## Supplied data:
>>>
//! Shared test utilities for queue testing
//!
//! - `TestRedis`: Redis container with automatic cleanup (feature: "redis")
//! - `TestDataBuilder`: deterministic queue names and instance ids (always available)
//! - `eventually`: poll an async condition until it holds or time runs out
//!
//! # Redis Testing
//!
//! Add `features = ["redis"]` to your dev-dependencies:
//!
//! ```toml
//! [dev-dependencies]
//! test-utils = { workspace = true, features = ["redis"] }
//! ```
//!
//! Then in your tests:
//!
//! ```rust,ignore
//! use test_utils::{TestDataBuilder, TestRedis};
//!
//! #[tokio::test]
//! #[ignore = "requires Docker"]
//! async fn my_redis_test() {
//!     let redis = TestRedis::new().await;
//!     let builder = TestDataBuilder::from_test_name("my_redis_test");
//!     let queue = builder.queue_name("orders");
//!     // connect to redis.url() ...
//! }
//! ```

use std::future::Future;
use std::time::Duration;
use uuid::Uuid;

#[cfg(feature = "redis")]
mod redis;

#[cfg(feature = "redis")]
pub use redis::TestRedis;

/// Builder for test data with deterministic randomization
///
/// Queue names derived from the test name keep tests that share one Redis
/// instance apart while staying reproducible.
pub struct TestDataBuilder {
    seed: u64,
}

impl TestDataBuilder {
    /// Create a new builder with a seed (for deterministic tests)
    pub fn new(seed: u64) -> Self {
        Self { seed }
    }

    /// Create from test name (generates seed from test name hash)
    ///
    /// # Example
    ///
    /// ```
    /// use test_utils::TestDataBuilder;
    ///
    /// let builder = TestDataBuilder::from_test_name("test_dead_letter");
    /// ```
    pub fn from_test_name(name: &str) -> Self {
        use std::collections::hash_map::DefaultHasher;
        use std::hash::{Hash, Hasher};

        let mut hasher = DefaultHasher::new();
        name.hash(&mut hasher);
        Self::new(hasher.finish())
    }

    /// Deterministic UUID, e.g. for a fake consumer id
    pub fn instance_id(&self) -> Uuid {
        let bytes = self.seed.to_le_bytes();
        let mut uuid_bytes = [0u8; 16];
        uuid_bytes[..8].copy_from_slice(&bytes);
        uuid_bytes[8..16].copy_from_slice(&bytes);
        Uuid::from_bytes(uuid_bytes)
    }

    /// Queue name unique to this builder, valid for `QueueName::new`
    ///
    /// ```
    /// use test_utils::TestDataBuilder;
    ///
    /// let name = TestDataBuilder::new(7).queue_name("orders");
    /// assert_eq!(name, "test-orders-7");
    /// ```
    pub fn queue_name(&self, prefix: &str) -> String {
        format!("test-{}-{}", prefix, self.seed)
    }

    /// Namespace unique to this builder
    pub fn namespace(&self) -> String {
        format!("ns-{}", self.seed)
    }
}

/// Poll `condition` every 10ms until it returns true. Returns false if it
/// still fails after `timeout`.
pub async fn eventually<F, Fut>(timeout: Duration, mut condition: F) -> bool
where
    F: FnMut() -> Fut,
    Fut: Future<Output = bool>,
{
    let deadline = tokio::time::Instant::now() + timeout;
    loop {
        if condition().await {
            return true;
        }
        if tokio::time::Instant::now() >= deadline {
            return false;
        }
        tokio::time::sleep(Duration::from_millis(10)).await;
    }
}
<<<
## Directions:
An exact copy of all the records is the only acceptable answer.

## Written response:
//! Shared test utilities for queue testing
//!
//! - `TestRedis`: Redis container with automatic cleanup (feature: "redis")
//! - `TestDataBuilder`: deterministic queue names and instance ids (always available)
//! - `eventually`: poll an async condition until it holds or time runs out
//!
//! # Redis Testing
//!
//! Add `features = ["redis"]` to your dev-dependencies:
//!
//! ```toml
//! [dev-dependencies]
//! test-utils = { workspace = true, features = ["redis"] }
//! ```
//!
//! Then in your tests:
//!
//! ```rust,ignore
//! use test_utils::{TestDataBuilder, TestRedis};
//!
//! #[tokio::test]
//! #[ignore = "requires Docker"]
//! async fn my_redis_test() {
//!     let redis = TestRedis::new().await;
//!     let builder = TestDataBuilder::from_test_name("my_redis_test");
//!     let queue = builder.queue_name("orders");
//!     // connect to redis.url() ...
//! }
//! ```

use std::future::Future;
use std::time::Duration;
use uuid::Uuid;

#[cfg(feature = "redis")]
mod redis;

#[cfg(feature = "redis")]
pub use redis::TestRedis;

/// Builder for test data with deterministic randomization
///
/// Queue names derived from the test name keep tests that share one Redis
/// instance apart while staying reproducible.
pub struct TestDataBuilder {
    seed: u64,
}

impl TestDataBuilder {
    /// Create a new builder with a seed (for deterministic tests)
    pub fn new(seed: u64) -> Self {
        Self { seed }
    }

    /// Create from test name (generates seed from test name hash)
    ///
    /// # Example
    ///
    /// ```
    /// use test_utils::TestDataBuilder;
    ///
    /// let builder = TestDataBuilder::from_test_name("test_dead_letter");
    /// ```
    pub fn from_test_name(name: &str) -> Self {
        use std::collections::hash_map::DefaultHasher;
        use std::hash::{Hash, Hasher};

        let mut hasher = DefaultHasher::new();
        name.hash(&mut hasher);
        Self::new(hasher.finish())
    }

    /// Deterministic UUID, e.g. for a fake consumer id
    pub fn instance_id(&self) -> Uuid {
        let bytes = self.seed.to_le_bytes();
        let mut uuid_bytes = [0u8; 16];
        uuid_bytes[..8].copy_from_slice(&bytes);
        uuid_bytes[8..16].copy_from_slice(&bytes);
        Uuid::from_bytes(uuid_bytes)
    }

    /// Queue name unique to this builder, valid for `QueueName::new`
    ///
    /// ```
    /// use test_utils::TestDataBuilder;
    ///
    /// let name = TestDataBuilder::new(7).queue_name("orders");
    /// assert_eq!(name, "test-orders-7");
    /// ```
    pub fn queue_name(&self, prefix: &str) -> String {
        format!("test-{}-{}", prefix, self.seed)
    }

    /// Namespace unique to this builder
    pub fn namespace(&self) -> String {
        format!("ns-{}", self.seed)
    }
}

/// Poll `condition` every 10ms until it returns true. Returns false if it
/// still fails after `timeout`.
pub async fn eventually<F, Fut>(timeout: Duration, mut condition: F) -> bool
where
    F: FnMut() -> Fut,
    Fut: Future<Output = bool>,
{
    let deadline = tokio::time::Instant::now() + timeout;
    loop {
        if condition().await {
            return true;
        }
        if tokio::time::Instant::now() >= deadline {
            return false;
        }
        tokio::time::sleep(Duration::from_millis(10)).await;
    }
}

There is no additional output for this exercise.